* Required work:
The answer must consist of each line of the records below that contains the string "session".

[Saved data entries]

========

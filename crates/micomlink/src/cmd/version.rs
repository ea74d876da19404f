use crate::cmd::VersionArgs;
use crate::exit::{CliResult, SUCCESS};

pub fn run(args: VersionArgs) -> CliResult<i32> {
    if !args.extended {
        println!("micomlink {}", env!("CARGO_PKG_VERSION"));
        return Ok(SUCCESS);
    }

    println!("name: micomlink");
    println!("version: {}", env!("CARGO_PKG_VERSION"));
    println!(
        "build_target: {}",
        option_env!("MICOMLINK_BUILD_TARGET").unwrap_or("unknown")
    );
    println!("target_os: {}", std::env::consts::OS);
    println!("target_arch: {}", std::env::consts::ARCH);
    println!("default_device: {}", micomlink_transport::DEFAULT_DEVICE_PATH);
    println!(
        "features: session={}, buzzer={}, async={}, cli=true",
        cfg!(feature = "session"),
        cfg!(feature = "buzzer"),
        cfg!(feature = "async")
    );

    Ok(SUCCESS)
}
//! Log macros that forward to `defmt` when the `defmt-03` feature is on and vanish otherwise.
#![allow(unused_macros)]

macro_rules! debug {
    ($s:literal $(, $x:expr)* $(,)?) => {
        {
            #[cfg(feature = "defmt-03")]
            ::defmt::debug!($s $(, $x)*);
            #[cfg(not(feature = "defmt-03"))]
            let _ = ($( & $x ),*);
        }
    };
}

macro_rules! info {
    ($s:literal $(, $x:expr)* $(,)?) => {
        {
            #[cfg(feature = "defmt-03")]
            ::defmt::info!($s $(, $x)*);
            #[cfg(not(feature = "defmt-03"))]
            let _ = ($( & $x ),*);
        }
    };
}

macro_rules! warn {
    ($s:literal $(, $x:expr)* $(,)?) => {
        {
            #[cfg(feature = "defmt-03")]
            ::defmt::warn!($s $(, $x)*);
            #[cfg(not(feature = "defmt-03"))]
            let _ = ($( & $x ),*);
        }
    };
}
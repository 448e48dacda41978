//! Files on the SD card, as seen by the audio driver.

use embedded_io::{ErrorType, Read, Seek, SeekFrom, Write};
use embedded_sdmmc::{BlockDevice, Directory, File, Mode, TimeSource};
use vs1003_audio::{OpenMode, Storage};

const MAX_DIRS: usize = 4;
const MAX_FILES: usize = 4;
const MAX_VOLUMES: usize = 1;

#[derive(Debug)]
pub struct SdError<E: core::fmt::Debug>(pub embedded_sdmmc::Error<E>);

impl<E: core::fmt::Debug> embedded_io::Error for SdError<E> {
    fn kind(&self) -> embedded_io::ErrorKind {
        match self.0 {
            embedded_sdmmc::Error::NotFound => embedded_io::ErrorKind::NotFound,
            embedded_sdmmc::Error::InvalidOffset => embedded_io::ErrorKind::InvalidInput,
            _ => embedded_io::ErrorKind::Other,
        }
    }
}

/// The root directory of the first volume
pub struct SdStorage<'v, D: BlockDevice, T: TimeSource> {
    root: Directory<'v, D, T, MAX_DIRS, MAX_FILES, MAX_VOLUMES>,
}

impl<'v, D: BlockDevice, T: TimeSource> SdStorage<'v, D, T> {
    pub fn new(root: Directory<'v, D, T, MAX_DIRS, MAX_FILES, MAX_VOLUMES>) -> Self {
        Self { root }
    }
}

pub struct SdFile<'v, D: BlockDevice, T: TimeSource>(File<'v, D, T, MAX_DIRS, MAX_FILES, MAX_VOLUMES>);

impl<D: BlockDevice, T: TimeSource> ErrorType for SdFile<'_, D, T> {
    type Error = SdError<D::Error>;
}

impl<D: BlockDevice, T: TimeSource> Read for SdFile<'_, D, T> {
    fn read(&mut self, buf: &mut [u8]) -> Result<usize, Self::Error> {
        if self.0.is_eof() {
            return Ok(0);
        }
        self.0.read(buf).map_err(SdError)
    }
}

impl<D: BlockDevice, T: TimeSource> Write for SdFile<'_, D, T> {
    fn write(&mut self, buf: &[u8]) -> Result<usize, Self::Error> {
        self.0.write(buf).map_err(SdError)?;
        Ok(buf.len())
    }

    fn flush(&mut self) -> Result<(), Self::Error> {
        self.0.flush().map_err(SdError)
    }
}

impl<D: BlockDevice, T: TimeSource> Seek for SdFile<'_, D, T> {
    fn seek(&mut self, pos: SeekFrom) -> Result<u64, Self::Error> {
        let target = match pos {
            SeekFrom::Start(offset) => i64::try_from(offset).unwrap_or(i64::MAX),
            SeekFrom::Current(delta) => i64::from(self.0.offset()) + delta,
            SeekFrom::End(delta) => i64::from(self.0.length()) + delta,
        };
        let target =
            u32::try_from(target).map_err(|_| SdError(embedded_sdmmc::Error::InvalidOffset))?;
        self.0.seek_from_start(target).map_err(SdError)?;
        Ok(u64::from(target))
    }
}

impl<'v, D: BlockDevice, T: TimeSource> Storage for SdStorage<'v, D, T> {
    type Error = SdError<D::Error>;
    type File<'s>
        = SdFile<'s, D, T>
    where
        Self: 's;

    fn open(&mut self, path: &str, mode: OpenMode) -> Result<Self::File<'_>, Self::Error> {
        let mode = match mode {
            OpenMode::Read => Mode::ReadOnly,
            OpenMode::CreateTruncate => Mode::ReadWriteCreateOrTruncate,
        };
        self.root
            .open_file_in_dir(path, mode)
            .map(SdFile)
            .map_err(SdError)
    }

    fn close<'s>(file: Self::File<'s>) -> Result<(), Self::Error>
    where
        Self: 's,
    {
        file.0.close().map_err(SdError)
    }
}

========

* Solution:
        "features: session={}, buzzer={}, async={}, cli=true",
        cfg!(feature = "session"),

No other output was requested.